--- GIVEN RECORDS ---
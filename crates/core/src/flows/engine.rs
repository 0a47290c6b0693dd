use thiserror::Error;

use crate::audit::{AuditCategory, AuditContext, AuditEvent, AuditOutcome, AuditSink};
use crate::flows::states::{
    DialogueAction, DialogueEvent, DialoguePhase, FlowContext, TransitionOutcome,
};
use crate::slots::SlotId;
use crate::templates::TemplateKey;

pub trait DialogueFlow {
    fn initial_phase(&self) -> DialoguePhase;
    fn transition(
        &self,
        current: &DialoguePhase,
        event: &DialogueEvent,
        context: &FlowContext,
    ) -> Result<TransitionOutcome, TransitionError>;
}

/// Fixed-priority slot filling: ask for the first unset slot, re-ask on bad input,
/// recommend once everything is filled.
#[derive(Clone, Debug, Default)]
pub struct SlotFillingFlow;

impl DialogueFlow for SlotFillingFlow {
    fn initial_phase(&self) -> DialoguePhase {
        DialoguePhase::Idle
    }

    fn transition(
        &self,
        current: &DialoguePhase,
        event: &DialogueEvent,
        context: &FlowContext,
    ) -> Result<TransitionOutcome, TransitionError> {
        transition_slot_filling(current, event, context)
    }
}

pub struct FlowEngine<F> {
    flow: F,
}

impl<F> FlowEngine<F>
where
    F: DialogueFlow,
{
    pub fn new(flow: F) -> Self {
        Self { flow }
    }

    pub fn initial_phase(&self) -> DialoguePhase {
        self.flow.initial_phase()
    }

    pub fn apply(
        &self,
        current: &DialoguePhase,
        event: &DialogueEvent,
        context: &FlowContext,
    ) -> Result<TransitionOutcome, TransitionError> {
        self.flow.transition(current, event, context)
    }

    pub fn apply_with_audit<S>(
        &self,
        current: &DialoguePhase,
        event: &DialogueEvent,
        context: &FlowContext,
        sink: &S,
        audit: &AuditContext,
    ) -> Result<TransitionOutcome, TransitionError>
    where
        S: AuditSink + ?Sized,
    {
        let result = self.apply(current, event, context);
        match &result {
            Ok(outcome) => {
                sink.emit(
                    AuditEvent::new(
                        audit,
                        "flow.transition_applied",
                        AuditCategory::Flow,
                        AuditOutcome::Success,
                    )
                    .with_metadata("from", outcome.from.to_string())
                    .with_metadata("to", outcome.to.to_string())
                    .with_metadata("event", format!("{:?}", outcome.event)),
                );
            }
            Err(error) => {
                sink.emit(
                    AuditEvent::new(
                        audit,
                        "flow.transition_rejected",
                        AuditCategory::Flow,
                        AuditOutcome::Rejected,
                    )
                    .with_metadata("error", error.to_string()),
                );
            }
        }
        result
    }
}

impl Default for FlowEngine<SlotFillingFlow> {
    fn default() -> Self {
        Self::new(SlotFillingFlow)
    }
}

#[derive(Clone, Debug, Error, PartialEq, Eq)]
pub enum TransitionError {
    #[error("invalid transition from {state} using event {event:?}")]
    InvalidTransition { state: DialoguePhase, event: DialogueEvent },
    #[error("answer for {received} arrived while eliciting {expected}")]
    SlotOutOfTurn { expected: SlotId, received: SlotId },
}

fn transition_slot_filling(
    current: &DialoguePhase,
    event: &DialogueEvent,
    context: &FlowContext,
) -> Result<TransitionOutcome, TransitionError> {
    use DialogueAction::{DestroySession, Emit, InvokeGateway, ResetSlots, SurfaceRecommendations};
    use DialogueEvent::{
        AnswerAccepted, AnswerRejected, ContinueRequested, ContinueUnclear, FillerReceived,
        GatewayUnavailable, GoodbyeRequested, GreetingDelivered, RecommendationsEmpty, RecommendationsFound,
        RestartAcknowledged, RetryLimitReached, SessionStarted, StopRequested,
    };
    use DialoguePhase::{
        AwaitingRecommendation, Closed, Eliciting, FallbackRestart, Greeting, Idle, Offering,
    };

    let invalid = || TransitionError::InvalidTransition { state: *current, event: *event };

    let (to, actions) = match (current, event) {
        (Closed, _) => return Err(invalid()),
        (_, GoodbyeRequested) => {
            (Closed, vec![Emit(TemplateKey::Closing), DestroySession])
        }
        (Idle, SessionStarted) => (Greeting, vec![Emit(TemplateKey::Welcome)]),
        (Greeting, GreetingDelivered) => advance(context),
        (Eliciting(expected), AnswerAccepted { slot }) => {
            ensure_in_turn(*expected, *slot)?;
            advance(context)
        }
        (Eliciting(expected), AnswerRejected { slot }) => {
            ensure_in_turn(*expected, *slot)?;
            (Eliciting(*expected), vec![Emit(TemplateKey::RequestWithError(*expected))])
        }
        (Eliciting(expected), FillerReceived) => {
            (Eliciting(*expected), vec![Emit(TemplateKey::Request(*expected))])
        }
        (Eliciting(expected), RetryLimitReached { slot }) => {
            ensure_in_turn(*expected, *slot)?;
            (FallbackRestart, vec![Emit(TemplateKey::FailRestart)])
        }
        (AwaitingRecommendation, RecommendationsFound { count }) if *count > 0 => {
            (Offering, vec![SurfaceRecommendations, Emit(TemplateKey::RequestMore)])
        }
        (AwaitingRecommendation, RecommendationsFound { .. })
        | (AwaitingRecommendation, RecommendationsEmpty)
        | (AwaitingRecommendation, GatewayUnavailable) => {
            (FallbackRestart, vec![Emit(TemplateKey::FailRestart)])
        }
        (FallbackRestart, RestartAcknowledged) | (Offering, ContinueRequested) => {
            let first = SlotId::first();
            (Eliciting(first), vec![ResetSlots, Emit(TemplateKey::Request(first))])
        }
        (Offering, StopRequested) => (Closed, vec![Emit(TemplateKey::Closing), DestroySession]),
        (Offering, ContinueUnclear) | (Offering, FillerReceived) => {
            (Offering, vec![Emit(TemplateKey::RequestMore)])
        }
        _ => return Err(invalid()),
    };

    Ok(TransitionOutcome { from: *current, to, event: *event, actions })
}

fn advance(context: &FlowContext) -> (DialoguePhase, Vec<DialogueAction>) {
    match context.next_unfilled {
        Some(next) => (
            DialoguePhase::Eliciting(next),
            vec![DialogueAction::Emit(TemplateKey::Request(next))],
        ),
        None => (DialoguePhase::AwaitingRecommendation, vec![DialogueAction::InvokeGateway]),
    }
}

fn ensure_in_turn(expected: SlotId, received: SlotId) -> Result<(), TransitionError> {
    if expected == received {
        Ok(())
    } else {
        Err(TransitionError::SlotOutOfTurn { expected, received })
    }
}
---
- _TASK ITEM_
Gather each line of the listing that holds the string "RecommendationsFound".

- _ANSWER_
        GatewayUnavailable, GoodbyeRequested, GreetingDelivered, RecommendationsEmpty, RecommendationsFound,
        (AwaitingRecommendation, RecommendationsFound { count }) if *count > 0 => {
        (AwaitingRecommendation, RecommendationsFound { .. })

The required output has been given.